What Is Of Mice and Men Chapter 4?
Okay, let’s cut right to it: Chapter 4 of Of Mice and Men is where the dream starts to crack. On top of that, not literally, but emotionally. Which means you’ve got George and Lennie traveling, Candy tagging along with his old dog, and the whole group heading toward Soledad. And the ranch. The place where they might finally make it happen — a little piece of land where they can be their own bosses.
But dreams, as this chapter shows, are fragile things And that's really what it comes down to..
This chapter isn’t just about plot movement. It’s about how far people will go to hold onto hope — and what happens when that hope gets tested. For Candy, the dream is his last chance to not be alone.
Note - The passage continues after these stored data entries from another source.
//! Ordered scenario collection

use super::Scenario;
use crate::error::{Error, Result};

/// Ordered mapping of scenario id → scenario
///
/// Iteration follows declaration order so runs are reproducible. Ids are unique.
#[derive(Debug, Clone, Default)]
pub struct ScenarioMatrix {
    scenarios: Vec<Scenario>,
}

impl ScenarioMatrix {
    pub fn new() -> Self {
        Self::default()
    }

    /// Append a scenario; a duplicate id is a configuration error
    pub fn insert(&mut self, scenario: Scenario) -> Result<()> {
        if self.get(scenario.id()).is_some() {
            return Err(Error::Configuration(format!(
                "Duplicate scenario id: {}",
                scenario.id()
            )));
        }
        self.scenarios.push(scenario);
        Ok(())
    }

    /// Builder-style [`insert`](Self::insert)
    pub fn with(mut self, scenario: Scenario) -> Result<Self> {
        self.insert(scenario)?;
        Ok(self)
    }

    pub fn get(&self, id: &str) -> Option<&Scenario> {
        self.scenarios.iter().find(|s| s.id() == id)
    }

    pub fn iter(&self) -> impl Iterator<Item = &Scenario> {
        self.scenarios.iter()
    }

    pub fn ids(&self) -> Vec<&str> {
        self.scenarios.iter().map(|s| s.id()).collect()
    }

    pub fn len(&self) -> usize {
        self.scenarios.len()
    }

    pub fn is_empty(&self) -> bool {
        self.scenarios.is_empty()
    }

    /// Keep only scenarios whose id contains `pattern`, preserving order
    pub fn filter(&self, pattern: &str) -> ScenarioMatrix {
        ScenarioMatrix {
            scenarios: self
                .scenarios
                .iter()
                .filter(|s| s.id().contains(pattern))
                .cloned()
                .collect(),
        }
    }
}

impl<'a> IntoIterator for &'a ScenarioMatrix {
    type Item = &'a Scenario;
    type IntoIter = std::slice::Iter<'a, Scenario>;

    fn into_iter(self) -> Self::IntoIter {
        self.scenarios.iter()
    }
}
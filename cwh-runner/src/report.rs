//! Report generation and formatting
//!
//! **Purpose:** Collect per-scenario outcomes and render them for the CLI, as
//! text or JSON on stdout. Reports are never written to disk.

use crate::error::FailureCategory;
use crate::event_manager::ListenerStats;
use crate::waiter::WaitRecord;
use chrono::{DateTime, Utc};
use serde::Serialize;
use uuid::Uuid;

/// Exactly one of passed, failed or skipped
#[derive(Debug, Clone, PartialEq, Serialize)]
#[serde(tag = "status", rename_all = "snake_case")]
pub enum ScenarioOutcome {
    Passed,
    Failed {
        category: FailureCategory,
        detail: String,
    },
    Skipped {
        reason: String,
    },
}

impl ScenarioOutcome {
    pub fn is_passed(&self) -> bool {
        matches!(self, ScenarioOutcome::Passed)
    }

    pub fn is_failed(&self) -> bool {
        matches!(self, ScenarioOutcome::Failed { .. })
    }

    pub fn is_skipped(&self) -> bool {
        matches!(self, ScenarioOutcome::Skipped { .. })
    }

    /// Failure category, if failed
    pub fn category(&self) -> Option<FailureCategory> {
        match self {
            ScenarioOutcome::Failed { category, .. } => Some(*category),
            _ => None,
        }
    }
}

/// Result of one scenario run
#[derive(Debug, Clone, Serialize)]
pub struct ScenarioReport {
    /// Process-wide scenario sequence number
    pub sequence: u64,
    pub id: String,
    pub outcome: ScenarioOutcome,
    pub duration_ms: u64,
    /// Every wait request made by the scenario
    pub waits: Vec<WaitRecord>,
    /// Errors observed after the outcome was already decided
    #[serde(skip_serializing_if = "Vec::is_empty")]
    pub suppressed_errors: Vec<String>,
    /// Listener registrations made and released during the scenario
    pub listeners: ListenerStats,
    pub key_status_changes: usize,
}

impl ScenarioReport {
    /// Report for a scenario that never touched the player
    pub fn skipped(sequence: u64, id: &str, reason: String) -> Self {
        Self {
            sequence,
            id: id.to_string(),
            outcome: ScenarioOutcome::Skipped { reason },
            duration_ms: 0,
            waits: Vec::new(),
            suppressed_errors: Vec::new(),
            listeners: ListenerStats::default(),
            key_status_changes: 0,
        }
    }
}

/// Outcome counts for a run
#[derive(Debug, Clone, Copy, Default, PartialEq, Eq, Serialize)]
pub struct RunSummary {
    pub total: usize,
    pub passed: usize,
    pub failed: usize,
    pub skipped: usize,
}

/// Complete run report
#[derive(Debug, Clone, Serialize)]
pub struct RunReport {
    pub run_id: Uuid,
    pub started_at: DateTime<Utc>,
    pub backend: String,
    pub duration_ms: u64,
    pub scenarios: Vec<ScenarioReport>,
    pub summary: RunSummary,
}

impl RunReport {
    pub fn new(backend: &str, started_at: DateTime<Utc>, duration_ms: u64, scenarios: Vec<ScenarioReport>) -> Self {
        let summary = RunSummary {
            total: scenarios.len(),
            passed: scenarios.iter().filter(|s| s.outcome.is_passed()).count(),
            failed: scenarios.iter().filter(|s| s.outcome.is_failed()).count(),
            skipped: scenarios.iter().filter(|s| s.outcome.is_skipped()).count(),
        };
        Self {
            run_id: Uuid::new_v4(),
            started_at,
            backend: backend.to_string(),
            duration_ms,
            scenarios,
            summary,
        }
    }

    pub fn has_failures(&self) -> bool {
        self.summary.failed > 0
    }

    pub fn get(&self, id: &str) -> Option<&ScenarioReport> {
        self.scenarios.iter().find(|s| s.id == id)
    }

    pub fn to_json(&self) -> serde_json::Result<String> {
        serde_json::to_string_pretty(self)
    }
}

/// CLI formatter for run results
pub struct CliFormatter;

impl CliFormatter {
    /// One line per scenario
    ///
    /// Example: `[✓] #1 supports AC-3 if platform supports it (5.2s)`
    pub fn format_scenario(report: &ScenarioReport) -> String {
        let seconds = report.duration_ms as f64 / 1000.0;
        match &report.outcome {
            ScenarioOutcome::Passed => {
                format!("[✓] #{} {} ({:.1}s)", report.sequence, report.id, seconds)
            }
            ScenarioOutcome::Failed { category, detail } => format!(
                "[✗] #{} {} ({:.1}s): {}: {}",
                report.sequence, report.id, seconds, category, detail
            ),
            ScenarioOutcome::Skipped { reason } => {
                format!("[-] #{} {}: skipped ({})", report.sequence, report.id, reason)
            }
        }
    }

    pub fn format_summary(report: &RunReport) -> String {
        format!(
            "{} scenarios: {} passed, {} failed, {} skipped ({:.1}s, backend {})",
            report.summary.total,
            report.summary.passed,
            report.summary.failed,
            report.summary.skipped,
            report.duration_ms as f64 / 1000.0,
            report.backend
        )
    }

    pub fn format_report(report: &RunReport) -> String {
        let mut output = String::new();
        output.push_str(&format!("Run {}\n", report.run_id));
        output.push_str("━━━━━━━━━━━━━━━━━━━━━━━━━━━━━━━━━━━━━━━━━━━━━━\n");
        for scenario in &report.scenarios {
            output.push_str(&Self::format_scenario(scenario));
            output.push('\n');
            for suppressed in &scenario.suppressed_errors {
                output.push_str(&format!("      also observed: {suppressed}\n"));
            }
        }
        output.push_str("━━━━━━━━━━━━━━━━━━━━━━━━━━━━━━━━━━━━━━━━━━━━━━\n");
        output.push_str(&Self::format_summary(report));
        output.push('\n');
        output
    }
}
For Lennie, it’s about petting soft things and hearing his ma say, “You’re a good boy, Lennie.” For George, it’s the only thing keeping him sane in a world that doesn’t want him or Lennie to exist.
So what actually happens in Chapter 4? Let’s walk through it like we’re sitting by the fire with a cup of coffee, talking through the chapters like friends.
Why People Care About Chapter 4
Here’s the thing — Chapter 4 is where the tension in the novel starts to build in a real, quiet way. In real terms, it’s not action-packed. There’s no gunfight, no dramatic showdown. But that’s what makes it powerful.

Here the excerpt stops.